Hi Dragan, Good morning!
Thanks for your input...cool! i didn't know about RECNO(0)...Thanks again...J
>>Hi Jill,
>>
>>Is the situation similar to the following? Starting on Date1, a product has a certain price; on and after Date2, the same product has a different price, etc., so you want to locate the nearest date, >= the desired date.
>>
>>I have this situation; I just do SET NEAR ON, SEEK..., and SET NEAR OFF. Some additional adjustments are needed, like, if there is no exact match, go back to the previous record, and check whether you are not outside the range, i.e., you landed on another product, meaning that the desired product doesn't have a price for the desired date. Of course, I am assuming there is an index on the combination product + date.
>
>A little addition here - Set Order To ... descending. I was using a logic like this:
>
>
if seek()
> * ok, got the date
>else
> if not eof() and not bof()
> go recno(0)
> endif
>endif
>
>When the near value for the key exists, i.e. the key sought (seek()ed, to be correct) is between the least and the greatest values, then recno(0) is the recno() of the record with that key. This was introduced at some point in fox 2.x.
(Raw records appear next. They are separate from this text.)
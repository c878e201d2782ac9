// -------------------------------------------------------------------------------------------------
//  Copyright (C) 2015-2025 Nautech Systems Pty Ltd. All rights reserved.
//  https://nautechsystems.io
//
//  Licensed under the GNU Lesser General Public License Version 3.0 (the "License");
//  You may not use this file except in compliance with the License.
//  You may obtain a copy of the License at https://www.gnu.org/licenses/lgpl-3.0.en.html
//
//  Unless required by applicable law or agreed to in writing, software
//  distributed under the License is distributed on an "AS IS" BASIS,
//  WITHOUT WARRANTIES OR CONDITIONS OF ANY KIND, either express or implied.
//  See the License for the specific language governing permissions and
//  limitations under the License.
// -------------------------------------------------------------------------------------------------


//! Shared Binance definitions.

pub mod consts;
pub mod enums;
pub mod signer;
pub mod urls;
// -------------------------------------------------------------------------------------------------
//  Copyright (C) 2015-2025 Nautech Systems Pty Ltd. All rights reserved.
//  https://nautechsystems.io
//
//  Licensed under the GNU Lesser General Public License Version 3.0 (the "License");
//  You may not use this file except in compliance with the License.
//  You may obtain a copy of the License at https://www.gnu.org/licenses/lgpl-3.0.en.html
//
//  Unless required by applicable law or agreed to in writing, software
//  distributed under the License is distributed on an "AS IS" BASIS,
//  WITHOUT WARRANTIES OR CONDITIONS OF ANY KIND, either express or implied.
//  See the License for the specific language governing permissions and
//  limitations under the License.
// -------------------------------------------------------------------------------------------------

//! Response bodies and business-level failure detection.

use std::{collections::HashMap, fmt::Display};

use serde_json::Value;

/// A response body, parsed as JSON when possible.
#[derive(Clone, Debug, PartialEq)]
pub enum ApiBody {
    /// The body parsed as JSON.
    Json(Value),
    /// The raw body when it is not valid JSON.
    Text(String),
}

impl ApiBody {
    /// Parses `bytes` as JSON, falling back to lossy UTF-8 text.
    #[must_use]
    pub fn parse(bytes: &[u8]) -> Self {
        match serde_json::from_slice(bytes) {
            Ok(value) => Self::Json(value),
            Err(_) => Self::Text(String::from_utf8_lossy(bytes).into_owned()),
        }
    }

    /// Returns the JSON value, if the body parsed.
    #[must_use]
    pub const fn as_json(&self) -> Option<&Value> {
        match self {
            Self::Json(value) => Some(value),
            Self::Text(_) => None,
        }
    }
}

impl Display for ApiBody {
    fn fmt(&self, f: &mut std::fmt::Formatter<'_>) -> std::fmt::Result {
        match self {
            Self::Json(value) => write!(f, "{value}"),
            Self::Text(text) => write!(f, "{text}"),
        }
    }
}

/// The outcome of one completed HTTP exchange.
#[derive(Clone, Debug)]
pub struct ApiResponse {
    /// The HTTP status code.
    pub status: u16,
    /// The canonical reason phrase for `status`.
    pub reason: String,
    /// The response headers.
    pub headers: HashMap<String, String>,
    /// The response body.
    pub body: ApiBody,
}

impl ApiResponse {
    /// Returns true if the status is in the 2xx range.
    #[must_use]
    pub const fn is_success(&self) -> bool {
        self.status >= 200 && self.status < 300
    }
}

/// A failure reported by an exchange inside a successful HTTP response.
#[derive(Clone, Debug, PartialEq, Eq)]
pub struct BusinessError {
    pub code: Option<i64>,
    pub message: String,
}

impl BusinessError {
    /// Creates a new [`BusinessError`].
    #[must_use]
    pub fn new(code: Option<i64>, message: impl Into<String>) -> Self {
        Self {
            code,
            message: message.into(),
        }
    }
}

/// Detects exchange-specific failures embedded in 2xx response bodies.
pub trait ResponseValidator: Send + Sync + std::fmt::Debug {
    /// Returns the failure described by `body`, or `None` if the body reports success.
    fn check(&self, body: &Value) -> Option<BusinessError>;
}

/// Recognizes the common envelope conventions.
///
/// - `{"success": false, "error": ...}`
/// - `{"retCode": <non-zero>, "retMsg": ...}`
/// - `{"code": <negative>, "msg": ...}`
#[derive(Clone, Copy, Debug, Default)]
pub struct GenericValidator;

impl ResponseValidator for GenericValidator {
    fn check(&self, body: &Value) -> Option<BusinessError> {
        check_success_flag(body)
            .or_else(|| check_ret_code(body))
            .or_else(|| check_negative_code(body))
    }
}

/// Returns a failure if `body.success` is `false`, with `body.error` as the message.
#[must_use]
pub fn check_success_flag(body: &Value) -> Option<BusinessError> {
    if body.get("success").and_then(Value::as_bool) != Some(false) {
        return None;
    }

    let message = match body.get("error") {
        Some(Value::String(s)) => s.clone(),
        Some(Value::Null) | None => "request failed".to_string(),
        Some(other) => other.to_string(),
    };
    Some(BusinessError::new(None, message))
}

/// Returns a failure if `body.retCode` is present and non-zero, with `body.retMsg` as the message.
#[must_use]
pub fn check_ret_code(body: &Value) -> Option<BusinessError> {
    let code = body.get("retCode").and_then(Value::as_i64)?;
    if code == 0 {
        return None;
    }

    let message = body
        .get("retMsg")
        .and_then(Value::as_str)
        .unwrap_or_default();
    Some(BusinessError::new(Some(code), message))
}

/// Returns a failure if `body.code` is a negative integer, with `body.msg` as the message.
#[must_use]
pub fn check_negative_code(body: &Value) -> Option<BusinessError> {
    let code = body.get("code").and_then(Value::as_i64)?;
    if code >= 0 {
        return None;
    }

    let message = body.get("msg").and_then(Value::as_str).unwrap_or_default();
    Some(BusinessError::new(Some(code), message))
}

////////////////////////////////////////////////////////////////////////////////
// Tests
////////////////////////////////////////////////////////////////////////////////
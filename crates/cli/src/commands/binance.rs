// -------------------------------------------------------------------------------------------------
//  Copyright (C) 2015-2025 Nautech Systems Pty Ltd. All rights reserved.
//  https://nautechsystems.io
//
//  Licensed under the GNU Lesser General Public License Version 3.0 (the "License");
//  You may not use this file except in compliance with the License.
//  You may obtain a copy of the License at https://www.gnu.org/licenses/lgpl-3.0.en.html
//
//  Unless required by applicable law or agreed to in writing, software
//  distributed under the License is distributed on an "AS IS" BASIS,
//  WITHOUT WARRANTIES OR CONDITIONS OF ANY KIND, either express or implied.
//  See the License for the specific language governing permissions and
//  limitations under the License.
// -------------------------------------------------------------------------------------------------


use kestrel_binance::{
    config::BinanceHttpConfig,
    http::{
        client::BinanceHttpClient,
        models::BinanceIsolatedMarginData,
        parse::{format_klines, format_timestamp_ms, parse_date_ms},
        query::BinanceKlinesParams,
    },
};
use serde::Serialize;

use super::Context;
use crate::{
    display::{BalanceRow, CandleRow, OrderRow, render_table},
    opt::{BinanceCommand, BinanceOpt},
};

#[derive(Debug, Serialize, tabled::Tabled)]
struct MarginRateRow {
    symbol: String,
    coin: String,
    #[tabled(rename = "daily interest")]
    daily_interest: String,
    #[tabled(rename = "borrow limit")]
    borrow_limit: String,
}

/// Runs a Binance command and returns its rendered output.
pub async fn run(ctx: &Context, opt: BinanceOpt) -> anyhow::Result<String> {
    let config = BinanceHttpConfig {
        testnet: opt.testnet,
        rest: ctx.rest.clone(),
        ..BinanceHttpConfig::default()
    };
    let client = BinanceHttpClient::new(&config)?;

    match opt.command {
        BinanceCommand::ServerTime => {
            let time = client.http_get_server_time().await?;
            ctx.render(&time, |t| {
                format_timestamp_ms(t.server_time).unwrap_or_else(|| t.server_time.to_string())
            })
        }
        BinanceCommand::Klines {
            symbol,
            interval,
            start,
            end,
            limit,
            all,
        } => {
            let params = BinanceKlinesParams {
                symbol,
                interval,
                start_time: Some(parse_date_ms(&start)?),
                end_time: end.as_deref().map(parse_date_ms).transpose()?,
                limit,
            };
            let klines = if all {
                client.http_get_klines_all(&params, ctx.max_pages).await?
            } else {
                client.http_get_klines(&params).await?
            };
            let formatted = format_klines(&klines);
            ctx.render(&formatted, |rows| {
                render_table(rows.iter().map(|k| CandleRow {
                    open_time: k.open_time.clone(),
                    open: k.open_price.clone(),
                    high: k.high_price.clone(),
                    low: k.low_price.clone(),
                    close: k.close_price.clone(),
                    volume: k.volume.clone(),
                }))
            })
        }
        BinanceCommand::Account => {
            let account = client.http_get_account().await?;
            let balances: Vec<_> = account.non_zero_balances().cloned().collect();
            ctx.render(&balances, |balances| {
                render_table(balances.iter().map(|b| BalanceRow {
                    asset: b.asset.to_string(),
                    free: b.free.clone(),
                    total: balance_total(&b.free, &b.locked),
                }))
            })
        }
        BinanceCommand::OpenOrders { symbol } => {
            let orders = client.http_get_open_orders(symbol.as_deref()).await?;
            ctx.render(&orders, |orders| {
                render_table(orders.iter().map(|o| OrderRow {
                    id: o.order_id.to_string(),
                    symbol: o.symbol.to_string(),
                    side: o.side.to_string(),
                    order_type: o.order_type.to_string(),
                    price: o.price.clone(),
                    quantity: o.orig_qty.clone(),
                    filled: o.executed_qty.clone(),
                    status: o.status.to_string(),
                }))
            })
        }
        BinanceCommand::MarginData { symbol, vip_level } => {
            let data = client
                .http_get_isolated_margin_data(symbol.as_deref(), vip_level)
                .await?;
            let rows = margin_rate_rows(&data);
            ctx.render(&rows, |rows| render_table(rows))
        }
    }
}

/// Sums free and locked amounts, keeping the free amount when either fails to parse.
fn balance_total(free: &str, locked: &str) -> String {
    match (free.parse::<f64>(), locked.parse::<f64>()) {
        (Ok(free), Ok(locked)) => (free + locked).to_string(),
        _ => free.to_string(),
    }
}

fn margin_rate_rows(data: &[BinanceIsolatedMarginData]) -> Vec<MarginRateRow> {
    data.iter()
        .flat_map(|entry| {
            entry.data.iter().map(|rate| MarginRateRow {
                symbol: entry.symbol.to_string(),
                coin: rate.coin.to_string(),
                daily_interest: rate.daily_interest.clone(),
                borrow_limit: rate.borrow_limit.clone(),
            })
        })
        .collect()
}

////////////////////////////////////////////////////////////////////////////////
// Tests
////////////////////////////////////////////////////////////////////////////////
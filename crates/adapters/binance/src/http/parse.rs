// -------------------------------------------------------------------------------------------------
//  Copyright (C) 2015-2025 Nautech Systems Pty Ltd. All rights reserved.
//  https://nautechsystems.io
//
//  Licensed under the GNU Lesser General Public License Version 3.0 (the "License");
//  You may not use this file except in compliance with the License.
//  You may obtain a copy of the License at https://www.gnu.org/licenses/lgpl-3.0.en.html
//
//  Unless required by applicable law or agreed to in writing, software
//  distributed under the License is distributed on an "AS IS" BASIS,
//  WITHOUT WARRANTIES OR CONDITIONS OF ANY KIND, either express or implied.
//  See the License for the specific language governing permissions and
//  limitations under the License.
// -------------------------------------------------------------------------------------------------


//! Conversions between Binance millisecond timestamps, minute-resolution UTC dates and
//! named kline rows.

use anyhow::Context;
use chrono::{DateTime, NaiveDateTime};
use serde::{Deserialize, Serialize};

use super::models::BinanceKline;

/// Date format used for kline rows and range arguments.
pub const KLINE_DATE_FORMAT: &str = "%Y-%m-%d %H:%M";

/// Formats a millisecond timestamp as a UTC `YYYY-MM-DD HH:MM` date.
///
/// Returns `None` if `timestamp_ms` is outside the representable range.
#[must_use]
pub fn format_timestamp_ms(timestamp_ms: i64) -> Option<String> {
    DateTime::from_timestamp_millis(timestamp_ms)
        .map(|datetime| datetime.format(KLINE_DATE_FORMAT).to_string())
}

/// Parses a UTC `YYYY-MM-DD HH:MM` date into a millisecond timestamp.
///
/// # Errors
///
/// Returns an error if `date` does not match [`KLINE_DATE_FORMAT`].
pub fn parse_date_ms(date: &str) -> anyhow::Result<i64> {
    let datetime = NaiveDateTime::parse_from_str(date, KLINE_DATE_FORMAT)
        .with_context(|| format!("invalid date '{date}', expected YYYY-MM-DD HH:MM"))?;
    Ok(datetime.and_utc().timestamp_millis())
}

/// A kline with named fields and formatted dates, without the unused trailing column.
#[derive(Clone, Debug, PartialEq, Eq, Serialize, Deserialize)]
pub struct BinanceFormattedKline {
    pub open_time: String,
    pub open_price: String,
    pub high_price: String,
    pub low_price: String,
    pub close_price: String,
    pub volume: String,
    pub close_time: String,
    pub quote_asset_volume: String,
    pub number_of_trades: i64,
    pub taker_buy_base_asset_volume: String,
    pub taker_buy_quote_asset_volume: String,
}

impl From<&BinanceKline> for BinanceFormattedKline {
    fn from(kline: &BinanceKline) -> Self {
        let date = |ms: i64| format_timestamp_ms(ms).unwrap_or_else(|| ms.to_string());
        Self {
            open_time: date(kline.open_time),
            open_price: kline.open.clone(),
            high_price: kline.high.clone(),
            low_price: kline.low.clone(),
            close_price: kline.close.clone(),
            volume: kline.volume.clone(),
            close_time: date(kline.close_time),
            quote_asset_volume: kline.quote_volume.clone(),
            number_of_trades: kline.trade_count,
            taker_buy_base_asset_volume: kline.taker_buy_base_volume.clone(),
            taker_buy_quote_asset_volume: kline.taker_buy_quote_volume.clone(),
        }
    }
}

/// Formats every kline, preserving order.
#[must_use]
pub fn format_klines(klines: &[BinanceKline]) -> Vec<BinanceFormattedKline> {
    klines.iter().map(BinanceFormattedKline::from).collect()
}

////////////////////////////////////////////////////////////////////////////////
// Tests
////////////////////////////////////////////////////////////////////////////////
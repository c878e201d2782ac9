// -------------------------------------------------------------------------------------------------
//  Copyright (C) 2015-2025 Nautech Systems Pty Ltd. All rights reserved.
//  https://nautechsystems.io
//
//  Licensed under the GNU Lesser General Public License Version 3.0 (the "License");
//  You may not use this file except in compliance with the License.
//  You may obtain a copy of the License at https://www.gnu.org/licenses/lgpl-3.0.en.html
//
//  Unless required by applicable law or agreed to in writing, software
//  distributed under the License is distributed on an "AS IS" BASIS,
//  WITHOUT WARRANTIES OR CONDITIONS OF ANY KIND, either express or implied.
//  See the License for the specific language governing permissions and
//  limitations under the License.
// -------------------------------------------------------------------------------------------------


//! Data transfer objects for the array-shaped Bitfinex payloads.

use serde::{Deserialize, Serialize, de::Error};
use serde_json::Value;
use ustr::Ustr;

fn field_f64<E: Error>(row: &[Value], index: usize, name: &str) -> Result<f64, E> {
    row.get(index)
        .and_then(Value::as_f64)
        .ok_or_else(|| E::custom(format!("missing or non-numeric field {name} at index {index}")))
}

fn field_str<E: Error>(row: &[Value], index: usize, name: &str) -> Result<String, E> {
    row.get(index)
        .and_then(Value::as_str)
        .map(str::to_string)
        .ok_or_else(|| E::custom(format!("missing or non-string field {name} at index {index}")))
}

/// Ticker for a trading pair (`t` prefixed symbol).
///
/// # References
/// - <https://docs.bitfinex.com/reference/rest-public-ticker>
#[derive(Clone, Debug, PartialEq, Serialize)]
pub struct BitfinexTradingTicker {
    pub bid: f64,
    pub bid_size: f64,
    pub ask: f64,
    pub ask_size: f64,
    pub daily_change: f64,
    pub daily_change_relative: f64,
    pub last_price: f64,
    pub volume: f64,
    pub high: f64,
    pub low: f64,
}

impl<'de> Deserialize<'de> for BitfinexTradingTicker {
    fn deserialize<D>(deserializer: D) -> Result<Self, D::Error>
    where
        D: serde::Deserializer<'de>,
    {
        let row: Vec<Value> = Deserialize::deserialize(deserializer)?;
        Ok(Self {
            bid: field_f64::<D::Error>(&row, 0, "BID")?,
            bid_size: field_f64::<D::Error>(&row, 1, "BID_SIZE")?,
            ask: field_f64::<D::Error>(&row, 2, "ASK")?,
            ask_size: field_f64::<D::Error>(&row, 3, "ASK_SIZE")?,
            daily_change: field_f64::<D::Error>(&row, 4, "DAILY_CHANGE")?,
            daily_change_relative: field_f64::<D::Error>(&row, 5, "DAILY_CHANGE_RELATIVE")?,
            last_price: field_f64::<D::Error>(&row, 6, "LAST_PRICE")?,
            volume: field_f64::<D::Error>(&row, 7, "VOLUME")?,
            high: field_f64::<D::Error>(&row, 8, "HIGH")?,
            low: field_f64::<D::Error>(&row, 9, "LOW")?,
        })
    }
}

/// One wallet row from `auth/r/wallets`.
///
/// # References
/// - <https://docs.bitfinex.com/reference/rest-auth-wallets>
#[derive(Clone, Debug, PartialEq, Serialize)]
pub struct BitfinexWallet {
    /// `exchange`, `margin` or `funding`.
    pub wallet_type: String,
    pub currency: Ustr,
    pub balance: f64,
    pub unsettled_interest: f64,
    /// Null while the exchange is still computing it.
    pub available_balance: Option<f64>,
    pub last_change: Option<String>,
}

impl<'de> Deserialize<'de> for BitfinexWallet {
    fn deserialize<D>(deserializer: D) -> Result<Self, D::Error>
    where
        D: serde::Deserializer<'de>,
    {
        let row: Vec<Value> = Deserialize::deserialize(deserializer)?;
        Ok(Self {
            wallet_type: field_str::<D::Error>(&row, 0, "WALLET_TYPE")?,
            currency: Ustr::from(field_str::<D::Error>(&row, 1, "CURRENCY")?.as_str()),
            balance: field_f64::<D::Error>(&row, 2, "BALANCE")?,
            unsettled_interest: field_f64::<D::Error>(&row, 3, "UNSETTLED_INTEREST")?,
            available_balance: row.get(4).and_then(Value::as_f64),
            last_change: row.get(5).and_then(Value::as_str).map(str::to_string),
        })
    }
}

////////////////////////////////////////////////////////////////////////////////
// Tests
////////////////////////////////////////////////////////////////////////////////
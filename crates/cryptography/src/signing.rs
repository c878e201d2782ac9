// -------------------------------------------------------------------------------------------------
//  Copyright (C) 2015-2025 Nautech Systems Pty Ltd. All rights reserved.
//  https://nautechsystems.io
//
//  Licensed under the GNU Lesser General Public License Version 3.0 (the "License");
//  You may not use this file except in compliance with the License.
//  You may obtain a copy of the License at https://www.gnu.org/licenses/lgpl-3.0.en.html
//
//  Unless required by applicable law or agreed to in writing, software
//  distributed under the License is distributed on an "AS IS" BASIS,
//  WITHOUT WARRANTIES OR CONDITIONS OF ANY KIND, either express or implied.
//  See the License for the specific language governing permissions and
//  limitations under the License.
// -------------------------------------------------------------------------------------------------

//! HMAC signing over canonical request strings.

use aws_lc_rs::hmac;
use strum::{AsRefStr, Display, EnumString};

/// The digest used as the underlying hash function of an HMAC signature.
#[derive(Clone, Copy, Debug, Display, AsRefStr, EnumString, PartialEq, Eq, Hash)]
#[strum(ascii_case_insensitive, serialize_all = "UPPERCASE")]
pub enum DigestAlgorithm {
    Sha256,
    Sha384,
    Sha512,
}

impl DigestAlgorithm {
    fn hmac_algorithm(self) -> hmac::Algorithm {
        match self {
            Self::Sha256 => hmac::HMAC_SHA256,
            Self::Sha384 => hmac::HMAC_SHA384,
            Self::Sha512 => hmac::HMAC_SHA512,
        }
    }
}

/// Errors raised while signing a request.
#[derive(Debug, Clone, PartialEq, Eq, thiserror::Error)]
pub enum SigningError {
    /// The secret was empty.
    #[error("API secret is missing or empty")]
    MissingSecret,
}

/// Computes the HMAC of `message` keyed by `secret` and returns it as lowercase hex.
///
/// # Errors
///
/// Returns [`SigningError::MissingSecret`] if `secret` is empty.
pub fn sign(
    secret: &[u8],
    message: &[u8],
    algorithm: DigestAlgorithm,
) -> Result<String, SigningError> {
    if secret.is_empty() {
        return Err(SigningError::MissingSecret);
    }

    let key = hmac::Key::new(algorithm.hmac_algorithm(), secret);
    let tag = hmac::sign(&key, message);
    Ok(hex::encode(tag.as_ref()))
}

////////////////////////////////////////////////////////////////////////////////
// Tests
////////////////////////////////////////////////////////////////////////////////
#[cfg(test)]
mod tests {
    use std::str::FromStr;

    use rstest::rstest;

    use super::*;

    #[rstest]
    #[case(
        "mysecretkey",
        "data-to-sign",
        DigestAlgorithm::Sha256,
        "19ed21a8b2a6b847d7d7aea059ab3134cd58f13c860cfbe89338c718685fe077"
    )]
    #[case(
        "anothersecretkey",
        "somedata",
        DigestAlgorithm::Sha256,
        "fb44dab41435775b44a96aa008af58cbf1fa1cea32f4605562c586b98f7326c5"
    )]
    #[case(
        "mysecretkey",
        "data-to-sign",
        DigestAlgorithm::Sha384,
        "532ea1338d6c01107baab89d17508eeb4e73fa33321ce774e22e07d0ea1af61012941deffa822e4a476e93eece4cfb77"
    )]
    #[case(
        "anothersecretkey",
        "somedata",
        DigestAlgorithm::Sha384,
        "4f6c548024bb2a05539ac963915a66d83a92e2953113ce8bd20057feaa151d07d571f8c6bb79711cc73e78085eb6e079"
    )]
    #[case(
        "mysecretkey",
        "data-to-sign",
        DigestAlgorithm::Sha512,
        "56cf60a7ff46670198acbb7acebcdc09ca2aafc095c8ffde559804293eb290a15371e3ba920f2e3ab5cb8d87a5c6e065ee1d0006ac9c83502fd7b007a1d6cd7c"
    )]
    fn test_sign_reference_vectors(
        #[case] secret: &str,
        #[case] data: &str,
        #[case] algorithm: DigestAlgorithm,
        #[case] expected: &str,
    ) {
        let result = sign(secret.as_bytes(), data.as_bytes(), algorithm).unwrap();
        assert_eq!(result, expected);
    }

    #[rstest]
    #[case(DigestAlgorithm::Sha256, 64)]
    #[case(DigestAlgorithm::Sha384, 96)]
    #[case(DigestAlgorithm::Sha512, 128)]
    fn test_sign_empty_message_hex_length(
        #[case] algorithm: DigestAlgorithm,
        #[case] expected_len: usize,
    ) {
        let result = sign(b"secret", b"", algorithm).unwrap();
        assert_eq!(result.len(), expected_len);
        assert!(result.chars().all(|c| c.is_ascii_hexdigit() && !c.is_ascii_uppercase()));
    }

    #[rstest]
    fn test_sign_empty_secret_fails() {
        let result = sign(b"", b"payload", DigestAlgorithm::Sha256);
        assert_eq!(result, Err(SigningError::MissingSecret));
    }

    #[rstest]
    #[case("sha384", DigestAlgorithm::Sha384)]
    #[case("SHA512", DigestAlgorithm::Sha512)]
    fn test_digest_from_str(#[case] input: &str, #[case] expected: DigestAlgorithm) {
        assert_eq!(DigestAlgorithm::from_str(input).unwrap(), expected);
        assert_eq!(expected.to_string(), input.to_uppercase());
    }
}
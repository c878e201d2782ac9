// -------------------------------------------------------------------------------------------------
//  Copyright (C) 2015-2025 Nautech Systems Pty Ltd. All rights reserved.
//  https://nautechsystems.io
//
//  Licensed under the GNU Lesser General Public License Version 3.0 (the "License");
//  You may not use this file except in compliance with the License.
//  You may obtain a copy of the License at https://www.gnu.org/licenses/lgpl-3.0.en.html
//
//  Unless required by applicable law or agreed to in writing, software
//  distributed under the License is distributed on an "AS IS" BASIS,
//  WITHOUT WARRANTIES OR CONDITIONS OF ANY KIND, either express or implied.
//  See the License for the specific language governing permissions and
//  limitations under the License.
// -------------------------------------------------------------------------------------------------


//! Shared FTX definitions.

pub mod consts;
pub mod enums;
pub mod signer;
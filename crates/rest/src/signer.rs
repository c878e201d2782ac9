// -------------------------------------------------------------------------------------------------
//  Copyright (C) 2015-2025 Nautech Systems Pty Ltd. All rights reserved.
//  https://nautechsystems.io
//
//  Licensed under the GNU Lesser General Public License Version 3.0 (the "License");
//  You may not use this file except in compliance with the License.
//  You may obtain a copy of the License at https://www.gnu.org/licenses/lgpl-3.0.en.html
//
//  Unless required by applicable law or agreed to in writing, software
//  distributed under the License is distributed on an "AS IS" BASIS,
//  WITHOUT WARRANTIES OR CONDITIONS OF ANY KIND, either express or implied.
//  See the License for the specific language governing permissions and
//  limitations under the License.
// -------------------------------------------------------------------------------------------------

//! The per-exchange request authentication contract.

use std::fmt::Debug;

use crate::{
    credential::Credential,
    error::RestError,
    request::{PreparedRequest, SignedRequest},
};

/// Builds the authentication material for one outbound request.
///
/// Implementations compute an HMAC over an exchange-specific canonical string built from the
/// prepared request and `nonce`, and return the request together with the headers to send. A
/// signer may also extend the query string (for schemes that carry the signature there), in which
/// case the returned [`SignedRequest::request`] is what goes on the wire.
pub trait RequestSigner: Send + Sync + Debug {
    /// Signs `request` with `credential` using `nonce` (milliseconds since the UNIX epoch).
    ///
    /// # Errors
    ///
    /// Returns [`RestError::Configuration`] if the credential secret is empty, or
    /// [`RestError::Serialization`] if the request cannot be extended.
    fn sign(
        &self,
        credential: &Credential,
        request: PreparedRequest,
        nonce: u64,
    ) -> Result<SignedRequest, RestError>;
}
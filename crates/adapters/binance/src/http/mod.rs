// -------------------------------------------------------------------------------------------------
//  Copyright (C) 2015-2025 Nautech Systems Pty Ltd. All rights reserved.
//  https://nautechsystems.io
//
//  Licensed under the GNU Lesser General Public License Version 3.0 (the "License");
//  You may not use this file except in compliance with the License.
//  You may obtain a copy of the License at https://www.gnu.org/licenses/lgpl-3.0.en.html
//
//  Unless required by applicable law or agreed to in writing, software
//  distributed under the License is distributed on an "AS IS" BASIS,
//  WITHOUT WARRANTIES OR CONDITIONS OF ANY KIND, either express or implied.
//  See the License for the specific language governing permissions and
//  limitations under the License.
// -------------------------------------------------------------------------------------------------


//! Binance HTTP client, endpoints and payloads.

pub mod client;
pub mod endpoints;
pub mod models;
pub mod parse;
pub mod query;
// -------------------------------------------------------------------------------------------------
//  Copyright (C) 2015-2025 Nautech Systems Pty Ltd. All rights reserved.
//  https://nautechsystems.io
//
//  Licensed under the GNU Lesser General Public License Version 3.0 (the "License");
//  You may not use this file except in compliance with the License.
//  You may obtain a copy of the License at https://www.gnu.org/licenses/lgpl-3.0.en.html
//
//  Unless required by applicable law or agreed to in writing, software
//  distributed under the License is distributed on an "AS IS" BASIS,
//  WITHOUT WARRANTIES OR CONDITIONS OF ANY KIND, either express or implied.
//  See the License for the specific language governing permissions and
//  limitations under the License.
// -------------------------------------------------------------------------------------------------


//! Kestrel client for the [Binance](https://www.binance.com) spot and margin REST API.
//!
//! Signed endpoints carry their parameters in the query string, followed by `timestamp` and an
//! HMAC-SHA256 `signature` over everything before it. The API key travels in `X-MBX-APIKEY`.
//!
//! Kline history longer than one page can be fetched with
//! [`http::client::BinanceHttpClient::http_get_klines_all`], and rows can be turned into
//! named fields with UTC dates through [`http::parse`].

#![warn(rustc::all)]
#![deny(unsafe_code)]
#![deny(nonstandard_style)]
#![deny(missing_debug_implementations)]
#![deny(rustdoc::broken_intra_doc_links)]

pub mod common;
pub mod config;
pub mod http;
The DESC part was crucial - recno(0) gives you the
next record after the key sought, but I wanted the last one; ordering the table descending simply reverses the roles of "next" and "previous".
>
>I used this approach for retroactively recalculating domestic currency amounts into foreign currency - basically the same situation as yours, with "price" being the price of money, aka exchange rate.